Start of Input for this task

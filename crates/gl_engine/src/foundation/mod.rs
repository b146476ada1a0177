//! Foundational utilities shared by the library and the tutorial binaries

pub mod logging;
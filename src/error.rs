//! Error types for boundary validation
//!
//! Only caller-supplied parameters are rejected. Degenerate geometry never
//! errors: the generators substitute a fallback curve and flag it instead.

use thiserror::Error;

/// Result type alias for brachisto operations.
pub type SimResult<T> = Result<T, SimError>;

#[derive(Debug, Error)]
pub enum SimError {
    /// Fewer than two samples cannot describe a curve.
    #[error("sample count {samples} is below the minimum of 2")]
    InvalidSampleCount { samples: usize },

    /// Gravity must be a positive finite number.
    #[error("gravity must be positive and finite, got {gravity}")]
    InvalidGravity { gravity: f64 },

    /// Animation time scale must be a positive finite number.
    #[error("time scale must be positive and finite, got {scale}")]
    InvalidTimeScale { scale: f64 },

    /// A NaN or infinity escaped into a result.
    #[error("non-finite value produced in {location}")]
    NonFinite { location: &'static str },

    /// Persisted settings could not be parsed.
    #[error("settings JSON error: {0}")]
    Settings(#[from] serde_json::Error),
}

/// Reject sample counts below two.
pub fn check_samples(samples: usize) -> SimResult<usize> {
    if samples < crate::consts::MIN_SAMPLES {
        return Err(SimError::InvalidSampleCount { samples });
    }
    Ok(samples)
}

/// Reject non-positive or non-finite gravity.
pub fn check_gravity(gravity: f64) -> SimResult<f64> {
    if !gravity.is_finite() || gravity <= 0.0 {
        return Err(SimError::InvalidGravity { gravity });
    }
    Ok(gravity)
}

End of Input for this task
Start of Input for this task

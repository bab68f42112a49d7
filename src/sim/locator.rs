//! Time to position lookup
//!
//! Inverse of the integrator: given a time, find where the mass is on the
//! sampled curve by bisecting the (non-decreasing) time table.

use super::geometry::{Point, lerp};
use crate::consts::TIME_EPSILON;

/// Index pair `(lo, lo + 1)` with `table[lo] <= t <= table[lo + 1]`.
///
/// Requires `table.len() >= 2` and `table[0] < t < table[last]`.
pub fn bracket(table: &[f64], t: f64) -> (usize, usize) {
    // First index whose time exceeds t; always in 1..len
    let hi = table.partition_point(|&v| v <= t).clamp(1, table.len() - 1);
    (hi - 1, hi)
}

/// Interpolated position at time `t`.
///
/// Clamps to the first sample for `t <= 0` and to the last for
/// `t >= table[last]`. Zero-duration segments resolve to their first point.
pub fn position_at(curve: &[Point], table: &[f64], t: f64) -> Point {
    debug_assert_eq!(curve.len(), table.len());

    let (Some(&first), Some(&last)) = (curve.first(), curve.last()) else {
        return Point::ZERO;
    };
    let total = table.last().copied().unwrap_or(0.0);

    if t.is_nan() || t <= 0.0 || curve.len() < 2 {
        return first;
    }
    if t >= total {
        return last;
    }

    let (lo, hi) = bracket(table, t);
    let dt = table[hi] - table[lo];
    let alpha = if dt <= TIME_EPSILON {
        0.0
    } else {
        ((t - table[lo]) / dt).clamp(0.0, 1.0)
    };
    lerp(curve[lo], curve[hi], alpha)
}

End of Input for this task

Task details: Find how many lines of the preceding data contain "total", and answer with that number only.

Your solution: 2